This is an automated email from the ASF dual-hosted git repository.

potiuk pushed a commit to branch main
in repository https://gitbox.apache.org/repos/asf/airflow.git


The following commit(s) were added to refs/heads/main by this push:
     new ac9b224e62 Speed up Breeze experience on Mac OS (#23866)
ac9b224e62 is described below

commit ac9b224e629918c66e867cde8f94804b6336912c
Author: Jarek Potiuk <[email protected]>
AuthorDate: Tue May 24 10:11:42 2022 +0100

    Speed up Breeze experience on Mac OS (#23866)
    
    This change should significantly speed up Breeze experience (and
    especially iterating over a change in Breeze for MacOS users -
    independently if you are using x86 or arm architecture.
    
    The problem with MacOS with docker is particularly slow filesystem
    used to map sources from Host to Docker VM. It is particularly bad
    when there are multiple small files involved.
    
    The improvement come from two areas:
    * removing duplicate pycache cleaning
    * moving MyPy cache to docker volume
    
    When entering breeze we are - just in case - cleaning .pyc and
    __pychache__ files potentially generated outside of the docker
    container - this is particularly useful if you use local IDE
    and you do not have bytecode generation disabled (we have it
    disabled in Breeze).

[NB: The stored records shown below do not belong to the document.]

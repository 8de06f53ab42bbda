//! Telegram Bot API provider.
//!
//! # Example
//!
//! ```rust,ignore
//! use messaging_gateway::{
//!     MessagingProvider, ParseMode, TelegramBotProvider, TelegramConfig, TelegramText,
//! };
//!
//! let provider = TelegramBotProvider::new(TelegramConfig::new("123456:ABC-DEF"))?;
//!
//! let message = TelegramText::new(12345_i64, "<b>Hello!</b>")
//!     .with_parse_mode(ParseMode::Html);
//! let result = provider.send(&message.into()).await;
//! assert!(result.succeeded());
//! ```

mod provider;
mod types;

// Re-export commonly used types
pub use provider::{TelegramBotProvider, DEFAULT_API_URL};
pub use types::{TelegramConfig, DEFAULT_TIMEOUT};
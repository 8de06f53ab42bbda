use secrecy::SecretString;
use std::time::Duration;

/// Default request timeout for adapter calls.
pub const DEFAULT_TIMEOUT: Duration = Duration::from_secs(15);

/// Configuration for [`WhatsAppPersonalProvider`](super::WhatsAppPersonalProvider).
#[derive(Clone)]
pub struct WhatsAppPersonalConfig {
    /// Public id of the adapter session the messages go out on. Carried in
    /// spans so sends can be tied back to a session.
    pub session_public_id: String,
    /// Adapter API key, sent as `X-Api-Key`.
    pub api_key: SecretString,
    /// Base URL of the adapter HTTP API, e.g. `http://adapter:3001`.
    pub adapter_base_url: String,
    /// Request timeout.
    pub timeout: Duration,
}

impl WhatsAppPersonalConfig {
    /// Create a config with the default timeout.
    pub fn new(
        session_public_id: impl Into<String>,
        api_key: impl Into<String>,
        adapter_base_url: impl Into<String>,
    ) -> Self {
        Self {
            session_public_id: session_public_id.into(),
            api_key: SecretString::from(api_key.into()),
            adapter_base_url: adapter_base_url.into(),
            timeout: DEFAULT_TIMEOUT,
        }
    }

    /// Set the request timeout.
    pub fn with_timeout(mut self, timeout: Duration) -> Self {
        self.timeout = timeout;
        self
    }
}

impl std::fmt::Debug for WhatsAppPersonalConfig {
    fn fmt(&self, f: &mut std::fmt::Formatter<'_>) -> std::fmt::Result {
        f.debug_struct("WhatsAppPersonalConfig")
            .field("session_public_id", &self.session_public_id)
            .field("api_key", &"[REDACTED]")
            .field("adapter_base_url", &self.adapter_base_url)
            .field("timeout", &self.timeout)
            .finish()
    }
}
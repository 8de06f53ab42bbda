//! # Messaging Gateway
//!
//! A message delivery library with provider abstraction and phone-number
//! fallback for Brazil's mobile numbering migration.
//!
//! This library provides a unified interface for sending messages over
//! heterogeneous channels. Providers never throw for delivery problems:
//! every send produces a [`DeliveryResult`] describing what happened, and
//! the [`MessagingGateway`] layers invalid-number fallback on top.
//!
//! ## Supported Providers
//!
//! | Provider | Channel | Message types |
//! |----------|---------|---------------|
//! | Twilio | WhatsApp | text, media, Content API templates |
//! | Twilio | SMS | text |
//! | Meta Cloud API | WhatsApp | text, media, Meta templates |
//! | Personal adapter | WhatsApp | text, media |
//! | SendGrid | Email | HTML |
//! | SMTP2GO | Email | HTML |
//! | Telegram Bot API | Telegram | text, media |
//!
//! ## Quick Start
//!
//! ```rust,ignore
//! use messaging_gateway::{
//!     MessagingGateway, SendOptions, TwilioConfig, TwilioWhatsAppProvider, WhatsAppText,
//! };
//!
//! #[tokio::main]
//! async fn main() -> Result<(), Box<dyn std::error::Error>> {
//!     // Create a provider with Twilio credentials
//!     let provider = TwilioWhatsAppProvider::new(TwilioConfig::new(
//!         "AC...",
//!         "auth_token",
//!         "whatsapp:+14155238886",
//!     ))?;
//!
//!     // Wrap it in a gateway for invalid-number fallback
//!     let gateway = MessagingGateway::new(provider);
//!
//!     let message = WhatsAppText::new("whatsapp:+5551998644323", "Hello!");
//!     let result = gateway
//!         .send(&message.into(), SendOptions { phone_fallback: true })
//!         .await;
//!
//!     println!(
//!         "status={:?} fallback={:?}",
//!         result.status(),
//!         result.used_fallback_number()
//!     );
//!     Ok(())
//! }
//! ```
//!
//! ## Architecture
//!
//! ```text
//! MessagingGateway<P>
//!         │            (invalid-number fallback, one retry)
//!         ▼
//!     Provider         (trait: TwilioWhatsAppProvider, MetaWhatsAppProvider, ...)
//!         │
//!         ▼
//!   DeliveryResult     (QUEUED / SENT / DELIVERED / READ / FAILED / UNDELIVERED)
//! ```
//!
//! ## Features
//!
//! - `tracing` - OpenTelemetry tracing instrumentation (enabled by default)
//! - `random` - randomized failures on the mock provider (enabled by default)

pub mod errors;
pub mod gateway;
pub mod phone;
pub mod pricing;
pub mod providers;
pub mod types;

// Re-export commonly used types at the crate root
pub use errors::ConfigError;
pub use gateway::{InvalidNumberMatcher, MessagingGateway, SendOptions};
pub use phone::{
    denormalize_phone, format_whatsapp_number, normalize_phone, normalize_whatsapp_id,
    phones_match,
};
pub use pricing::{TemplateCategory, template_price_micro_usd};
pub use providers::twilio::{
    ContentApiError, ContentTemplate, CreateTemplateRequest, QuickReplyButton, TemplateStatus,
};
pub use providers::{
    MessagingProvider, MetaWhatsAppConfig, MetaWhatsAppProvider, MockProvider, SendGridConfig,
    SendGridProvider, SentMessage, Smtp2GoConfig, Smtp2GoProvider, TelegramBotProvider,
    TelegramConfig, TwilioConfig, TwilioContentApi, TwilioSmsConfig, TwilioSmsProvider,
    TwilioWhatsAppProvider, WhatsAppPersonalConfig, WhatsAppPersonalProvider,
};
pub use types::{
    ChatId, DeliveryResult, DeliveryStatus, EmailMessage, GatewayResult, MetaWhatsAppTemplate,
    ParseMode, PhoneAddressed, SmsMessage, TelegramMedia, TelegramMediaType, TelegramMessage,
    TelegramText, WhatsAppMedia, WhatsAppMessage, WhatsAppTemplate, WhatsAppText,
};

// Country codes come from keshvar; re-exported so callers do not need a
// direct dependency for the common case.
pub use keshvar::Alpha2;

Generating python bytecode might lead to
    various problems when you are switching branches and Python
    versions, so for Breeze development where the files change
    often anyway, disabling them and removing when they are found
    is important. This happens at entering breeze and it might take
    a second or two depending if you have locally generated.
    
    It could happen that __init script was called twice (depending which
    script was called - therefore the time could be double the one
    that was actually needed. Also if you ever generated provider
    packages, the time could be much longer, because node_modules
    generated in provider sources were not excluded from searching
    (and on MacOS it takes a LOT of time).
    
    This also led to duplicate time of exit as the initialization code
    installed traps that were also run twice. The traps however were
    rather fast so had no negative influence on performance.
    
    The change adds a guard so that initialization is only ever executed
    once.
    
    Second part of the change is moving the cache of mypy to a docker
    volume rather than being used from local source folder (default
    when complete sources are mounted). We were already using selective
    mount to make sure MacOS filesystem slowness affects us in minimal
    way - but with this change, the cache will be stored in docker
    volume that does not suffer from the same problems as mounting
    volumes from host. The Docker volume is preserved until the
    `docker stop` command is run - which means that iterating over
    a change should be WAY faster now - observed speed-up were around
    5x speedups for MyPy pre-commit.
---
 BREEZE.rst                                         |  8 +++++++
 .../airflow_breeze/commands/developer_commands.py  |  2 +-
 .../src/airflow_breeze/params/shell_params.py      | 28 ++++++++++++----------
 .../airflow_breeze/utils/docker_command_utils.py   | 12 ++++++++++
 dev/breeze/src/airflow_breeze/utils/path_utils.py  | 10 +++++---
 .../docker-compose/backend-mssql-docker-volume.yml |  2 ++
 scripts/ci/docker-compose/backend-mysql.yml        |  2 ++
 scripts/ci/docker-compose/backend-postgres.yml     |  2 ++
 scripts/ci/docker-compose/backend-sqlite.yml       |  2 ++
 scripts/ci/docker-compose/base.yml                 |  5 ----
 scripts/ci/docker-compose/local.yml                |  3 +++
 scripts/ci/libraries/_initialization.sh            |  1 -
 scripts/ci/pre_commit/pre_commit_flake8.py         |  7 ++++--
 scripts/ci/pre_commit/pre_commit_mypy.py           |  7 ++++--
 scripts/in_container/_in_container_script_init.sh  | 18 +++++++-------
 scripts/in_container/_in_container_utils.sh        | 12 ++++++++++
 16 files changed, 86 insertions(+), 35 deletions(-)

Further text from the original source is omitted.